«Я старался остаться». Шендерович* - Быкову откровенно о своем отъезде из России
Мы, разумеется, не хороним Шендеровича*. И во времена интернета понятие границ условно. Но российский этап его жизни завершен или по крайней мере прерван
В нашей эпохе возникают иногда парадоксальные ситуации: ну представьте, что Солженицын, Войнович, Галич могли бы публично объявить о предстоящем отъезде и почитать комментарии. Конечно, вслед им неслось бы некоторое количество ругани и свиста – меньшее, чем сейчас, – но и самых искренних сожалений, напутствий и величаний они бы тоже наслушались. Получается своего рода прижизненный некролог, и становится понятно, как много Шендерович* сделал за свои 64.
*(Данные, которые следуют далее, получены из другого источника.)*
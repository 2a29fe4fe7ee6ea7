//! Builders for interaction requests and seeded status services

#![allow(dead_code)]

use std::sync::Arc;

use interaction_plugin::models::{Action, ActionParam, ExecuteTaskRequest, Execution, ExecutionStep};
use interaction_plugin::test_helpers::InMemoryStatusService;
use uuid::Uuid;

/// Request for an interaction step whose `Timeout` parameter is `timeout`
pub fn interaction_request(timeout: &str) -> ExecuteTaskRequest {
    request_with_params(vec![ActionParam::new("Timeout", timeout)])
}

pub fn request_with_params(params: Vec<ActionParam>) -> ExecuteTaskRequest {
    ExecuteTaskRequest {
        execution: Execution::new(Uuid::new_v4()),
        step: ExecutionStep::new(Uuid::new_v4(), Action::with_params(params)),
    }
}

/// In-memory service that already holds the request's step
pub fn seeded_service(request: &ExecuteTaskRequest) -> Arc<InMemoryStatusService> {
    let service = Arc::new(InMemoryStatusService::new());
    service.insert_step(request.execution.id, request.step.clone());
    service
}
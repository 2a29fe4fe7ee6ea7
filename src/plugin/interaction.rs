//! # Interaction Controller
//!
//! Parks a workflow step until a human approves or rejects it, or until the
//! configured timeout auto-approves it.
//!
//! ## Flow
//!
//! ```text
//! announce waiting ──→ execution: interactionWaiting ──→ poll step every 5s
//!                                                          │
//!            ┌─────────── interacted / timeout ───────────┘
//!            ▼
//! execution: running ──→ persist approved | rejected ──→ result to host
//! ```
//!
//! Every step write goes through the [`InteractionStateMachine`] so the
//! persisted record always matches the phase the controller is in. Any step
//! read or write failure ends the invocation immediately; execution status
//! flips are best effort and only logged when they fail.

use async_trait::async_trait;
use std::time::Duration;
use tokio::time::{sleep, Instant};
use tracing::{debug, error, info, instrument, warn};
use uuid::Uuid;

use super::descriptor::INTERACTION_DESCRIPTOR;
use super::traits::ActionPlugin;
use crate::config::InteractionConfig;
use crate::constants::{polling, response};
use crate::error::{InteractionError, Result};
use crate::logging::{log_error, log_step_operation};
use crate::models::{
    AlertHandlerRequest, ExecuteTaskRequest, ExecutionStep, PluginDescriptor, PluginResponse,
};
use crate::state_machine::{InteractionEvent, InteractionPhase, InteractionStateMachine};
use crate::status_service::ExecutionStatusService;

/// How the poll loop ended
#[derive(Debug, Clone, PartialEq)]
enum WaitOutcome {
    /// A decision was read back from the step record
    Decided(InteractionEvent),
    /// The timeout elapsed and the auto-approval was persisted
    TimedOut,
    /// `interacted` was set without either outcome flag
    Undecided,
}

/// The interaction-wait action
#[derive(Debug, Clone)]
pub struct InteractionPlugin<S> {
    status_service: S,
    poll_interval: Duration,
}

impl<S: ExecutionStatusService> InteractionPlugin<S> {
    pub fn new(status_service: S) -> Self {
        Self {
            status_service,
            poll_interval: polling::DEFAULT_POLL_INTERVAL,
        }
    }

    pub fn from_config(status_service: S, config: &InteractionConfig) -> Self {
        Self::new(status_service).with_poll_interval(config.poll_interval())
    }

    /// Override the delay between two step reads
    pub fn with_poll_interval(mut self, poll_interval: Duration) -> Self {
        self.poll_interval = poll_interval;
        self
    }

    pub fn poll_interval(&self) -> Duration {
        self.poll_interval
    }

    pub fn status_service(&self) -> &S {
        &self.status_service
    }

    /// Drive one step from "not yet waiting" to its final outcome
    #[instrument(
        skip(self, request),
        fields(execution_id = %request.execution.id, step_id = %request.step.id)
    )]
    pub async fn execute(&self, request: &ExecuteTaskRequest) -> Result<PluginResponse> {
        let execution = &request.execution;
        let timeout_seconds = request.step.action.timeout_seconds();
        let mut machine = InteractionStateMachine::new(request.step.id, timeout_seconds);

        info!(timeout_seconds, "Starting interaction step");

        self.persist(&mut machine, execution.id, InteractionEvent::BeginWaiting)
            .await?;

        if let Err(e) = self
            .status_service
            .set_to_interaction_required(execution)
            .await
        {
            warn!(error = %e, "Failed to flag execution as waiting for interaction");
        }

        let outcome = self.wait_for_interaction(&mut machine, execution.id).await?;

        if let Err(e) = self.status_service.set_to_running(execution).await {
            warn!(error = %e, "Failed to flag execution as running again");
        }

        match outcome {
            WaitOutcome::Decided(InteractionEvent::Reject) => {
                self.persist(&mut machine, execution.id, InteractionEvent::Reject)
                    .await?;
                info!("Interaction rejected, canceling execution");
                Ok(PluginResponse::failure().with_data(response::STATUS, response::CANCELED))
            }
            WaitOutcome::Decided(_) | WaitOutcome::TimedOut => {
                self.persist(&mut machine, execution.id, InteractionEvent::Approve)
                    .await?;
                info!(phase = %machine.phase(), "Interaction approved, continuing");
                Ok(PluginResponse::success())
            }
            WaitOutcome::Undecided => {
                warn!("Step marked as interacted without approval or rejection, continuing");
                Ok(PluginResponse::success())
            }
        }
    }

    /// Poll the step until a human acts or the timeout elapses.
    ///
    /// The timeout is compared against the loop start once per iteration, so
    /// it resolves on the first poll at or after the deadline.
    async fn wait_for_interaction(
        &self,
        machine: &mut InteractionStateMachine,
        execution_id: Uuid,
    ) -> Result<WaitOutcome> {
        let timeout = Duration::from_secs(machine.timeout_seconds());
        let started = Instant::now();
        let mut polls: u64 = 0;

        loop {
            polls += 1;
            let step = self
                .status_service
                .get_step(execution_id, machine.step_id())
                .await
                .map_err(|e| {
                    error!(error = %e, polls, "Error getting step data");
                    InteractionError::fetch(e)
                })?;

            if step.interacted {
                debug!(
                    polls,
                    approved = step.interaction_approved,
                    rejected = step.interaction_rejected,
                    "Interaction received"
                );
                return Ok(Self::classify(&step));
            }

            if !timeout.is_zero() && started.elapsed() >= timeout {
                debug!(
                    polls,
                    elapsed_ms = started.elapsed().as_millis() as u64,
                    "Timeout reached while waiting for user interaction"
                );
                self.persist(machine, execution_id, InteractionEvent::TimeOut)
                    .await?;
                return Ok(WaitOutcome::TimedOut);
            }

            sleep(self.poll_interval).await;
        }
    }

    fn classify(step: &ExecutionStep) -> WaitOutcome {
        match InteractionEvent::from_snapshot(step) {
            Some(event) => WaitOutcome::Decided(event),
            None => WaitOutcome::Undecided,
        }
    }

    /// Persist the patch for `event`, then advance the machine
    async fn persist(
        &self,
        machine: &mut InteractionStateMachine,
        execution_id: Uuid,
        event: InteractionEvent,
    ) -> Result<InteractionPhase> {
        let transition = machine.transition(event)?;

        self.status_service
            .update_step(execution_id, &transition.patch)
            .await
            .map_err(|e| {
                log_error(
                    "interaction_controller",
                    "update_step",
                    &e.to_string(),
                    Some(event.event_type()),
                );
                InteractionError::persistence(event.event_type(), e)
            })?;

        log_step_operation(
            event.event_type(),
            execution_id,
            machine.step_id(),
            transition.to.step_status().as_str(),
            None,
        );

        machine.commit(&transition)
    }
}

#[async_trait]
impl<S: ExecutionStatusService> ActionPlugin for InteractionPlugin<S> {
    fn info(&self) -> PluginDescriptor {
        INTERACTION_DESCRIPTOR
    }

    async fn execute_task(&self, request: &ExecuteTaskRequest) -> Result<PluginResponse> {
        self.execute(request).await
    }

    /// Interaction steps cannot be triggered by alerts
    async fn handle_alert(&self, _request: &AlertHandlerRequest) -> Result<PluginResponse> {
        warn!("Alert routed to the interaction action, which does not handle alerts");
        Err(InteractionError::NotImplemented(
            "interaction does not handle alerts".to_string(),
        ))
    }
}
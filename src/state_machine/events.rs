use serde::{Deserialize, Serialize};

use crate::models::ExecutionStep;

/// Events that move an interaction step through its wait
#[derive(Debug, Clone, Copy, PartialEq, Eq, Hash, Serialize, Deserialize)]
#[serde(tag = "type")]
pub enum InteractionEvent {
    /// Announce the step as waiting for a human
    BeginWaiting,
    /// A human approved the step
    Approve,
    /// A human rejected the step
    Reject,
    /// The configured timeout elapsed with no decision
    TimeOut,
}

impl InteractionEvent {
    /// Get a string representation of the event type for logging
    pub fn event_type(&self) -> &'static str {
        match self {
            Self::BeginWaiting => "begin_waiting",
            Self::Approve => "approve",
            Self::Reject => "reject",
            Self::TimeOut => "time_out",
        }
    }

    /// Check if this event ends the wait
    pub fn is_terminal(&self) -> bool {
        !matches!(self, Self::BeginWaiting)
    }

    /// Classify a polled step snapshot.
    ///
    /// Returns `None` while no decision has been recorded, and also for the
    /// degenerate case of `interacted` with neither flag set. Rejection is
    /// checked first.
    pub fn from_snapshot(step: &ExecutionStep) -> Option<Self> {
        if !step.interacted {
            return None;
        }
        if step.interaction_rejected {
            Some(Self::Reject)
        } else if step.interaction_approved {
            Some(Self::Approve)
        } else {
            None
        }
    }
}

impl std::fmt::Display for InteractionEvent {
    fn fmt(&self, f: &mut std::fmt::Formatter<'_>) -> std::fmt::Result {
        f.write_str(self.event_type())
    }
}
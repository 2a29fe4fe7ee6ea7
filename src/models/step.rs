//! # Execution Step
//!
//! The step record owned by the Execution Status Service, and the partial
//! update the plugin sends back for it.

use chrono::{DateTime, Utc};
use serde::{Deserialize, Serialize};
use uuid::Uuid;

use super::action::Action;
use super::null_as_default;
use crate::state_machine::StepStatus;

/// Snapshot of one step as returned by the status service
#[derive(Debug, Clone, PartialEq, Serialize, Deserialize)]
pub struct ExecutionStep {
    pub id: Uuid,

    #[serde(default)]
    pub execution_id: Option<Uuid>,

    /// The action this step runs, with the parameters configured by the flow author
    #[serde(default, deserialize_with = "null_as_default")]
    pub action: Action,

    /// Human-readable progress lines, oldest first
    #[serde(default, deserialize_with = "null_as_default")]
    pub messages: Vec<String>,

    #[serde(default, deserialize_with = "null_as_default")]
    pub status: StepStatus,

    #[serde(default)]
    pub interactive: bool,

    #[serde(default)]
    pub interacted: bool,

    #[serde(default)]
    pub interaction_approved: bool,

    #[serde(default)]
    pub interaction_rejected: bool,

    #[serde(default)]
    pub started_at: Option<DateTime<Utc>>,

    #[serde(default)]
    pub finished_at: Option<DateTime<Utc>>,
}

impl ExecutionStep {
    /// A fresh pending step for the given action
    pub fn new(id: Uuid, action: Action) -> Self {
        Self {
            id,
            execution_id: None,
            action,
            messages: Vec::new(),
            status: StepStatus::Pending,
            interactive: false,
            interacted: false,
            interaction_approved: false,
            interaction_rejected: false,
            started_at: None,
            finished_at: None,
        }
    }

    /// Apply a patch the way the status service does: unset fields are left alone
    pub fn apply(&mut self, patch: &StepPatch) {
        if let Some(messages) = &patch.messages {
            self.messages.extend(messages.iter().cloned());
        }
        if let Some(status) = &patch.status {
            self.status = status.clone();
        }
        if let Some(interactive) = patch.interactive {
            self.interactive = interactive;
        }
        if let Some(interacted) = patch.interacted {
            self.interacted = interacted;
        }
        if let Some(approved) = patch.interaction_approved {
            self.interaction_approved = approved;
        }
        if let Some(rejected) = patch.interaction_rejected {
            self.interaction_rejected = rejected;
        }
        if let Some(started_at) = patch.started_at {
            self.started_at = Some(started_at);
        }
        if let Some(finished_at) = patch.finished_at {
            self.finished_at = Some(finished_at);
        }
    }
}

/// Partial step update; only the fields that are `Some` go over the wire
#[derive(Debug, Clone, Default, PartialEq, Serialize, Deserialize)]
pub struct StepPatch {
    pub id: Uuid,

    #[serde(default, skip_serializing_if = "Option::is_none")]
    pub messages: Option<Vec<String>>,

    #[serde(default, skip_serializing_if = "Option::is_none")]
    pub status: Option<StepStatus>,

    #[serde(default, skip_serializing_if = "Option::is_none")]
    pub interactive: Option<bool>,

    #[serde(default, skip_serializing_if = "Option::is_none")]
    pub interacted: Option<bool>,

    #[serde(default, skip_serializing_if = "Option::is_none")]
    pub interaction_approved: Option<bool>,

    #[serde(default, skip_serializing_if = "Option::is_none")]
    pub interaction_rejected: Option<bool>,

    #[serde(default, skip_serializing_if = "Option::is_none")]
    pub started_at: Option<DateTime<Utc>>,

    #[serde(default, skip_serializing_if = "Option::is_none")]
    pub finished_at: Option<DateTime<Utc>>,
}

impl StepPatch {
    pub fn new(id: Uuid) -> Self {
        Self {
            id,
            ..Default::default()
        }
    }

    pub fn with_messages<I, S>(mut self, messages: I) -> Self
    where
        I: IntoIterator<Item = S>,
        S: Into<String>,
    {
        self.messages = Some(messages.into_iter().map(Into::into).collect());
        self
    }

    pub fn with_status(mut self, status: StepStatus) -> Self {
        self.status = Some(status);
        self
    }

    pub fn interactive(mut self) -> Self {
        self.interactive = Some(true);
        self
    }

    pub fn started_now(mut self) -> Self {
        self.started_at = Some(Utc::now());
        self
    }

    pub fn finished_now(mut self) -> Self {
        self.finished_at = Some(Utc::now());
        self
    }

    /// Record the interaction outcome; exactly one of the two flags ends up true
    pub fn with_decision(mut self, approved: bool) -> Self {
        self.interacted = Some(true);
        self.interaction_approved = Some(approved);
        self.interaction_rejected = Some(!approved);
        self
    }
}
Можно же в такой ситуации немного повосхищаться давним другом, с которым нас ни разу не рассорили никакие идейные расхождения и профессиональные разногласия? Это, конечно, не подведение итогов – но некий промежуточный финиш: я старшеклассником бегал в Театр юного москвича во Дворце пионеров смотреть его легендарную инсценировку повести Сергиенко «До свидания, овраг!», где блистала молодая Ольга Кабо. И за последующие 45 лет он опубликовал дюжину больших повестей, две из которых – «Савельев» и «Остров» – выдерживают сравнение с прозой Аксенова и Трифонова. И сотню рассказов, и несколько сот микропьес «Диалоги театра абсурда», и афоризмов, давно ушедших в народ, и монологов, с которыми выступали лучшие артисты России – от Хазанова до Филиппенко. И на телевидении он создал несколько жанров – и российский вариант «Кукол», значительно обогнавший французский аналог по литературному качеству, и сатирическое обозрение «Плавленый сырок», и гомерическое «Итого». Он стал главным, если не единственным, сатириком своего поколения, подхватил эстафету Жванецкого, плодотворно работал с Иртеньевым, и, что всего существеннее, он по-человечески безупречно выдерживал многолетнюю травлю, лишение всех площадок, запреты на выступления. И вступался за политзаключенных, и щедро помогал коллегам, и возвышал голос всякий раз, как его слово могло облегчить чью-то участь и укрепить чей-то дух. Мы, разумеется, не хороним Шендеровича*. И во времена интернета понятие границ условно. Но российский этап его жизни завершен или по крайней мере прерван, и это повод пожалеть остающихся и особенно горько посочувствовать всем, кто его в последние двадцать лет с безумной злобой травил. Ведь у них ничего не вышло. Он все равно состоялся и будет теперь уж точно в ранге классика, а они – что они продемонстрировали миру вместо ненавистной им свободы? Что они вообще могут, кроме как отравлять чужое существование и называть все это геополитикой? Они на фоне Шендеровича* просто клопы, и спасибо им, конечно, за наглядность, но не следует думать, что их милосердно забудут. Пока будут помнить лучших писателей и правозащитников этой довольно тухлой эпохи, будут помнить и тех, кто отравлял им воздух. Как говаривал любимый герой других сатириков – я человек завистливый, но тут завидовать нечему.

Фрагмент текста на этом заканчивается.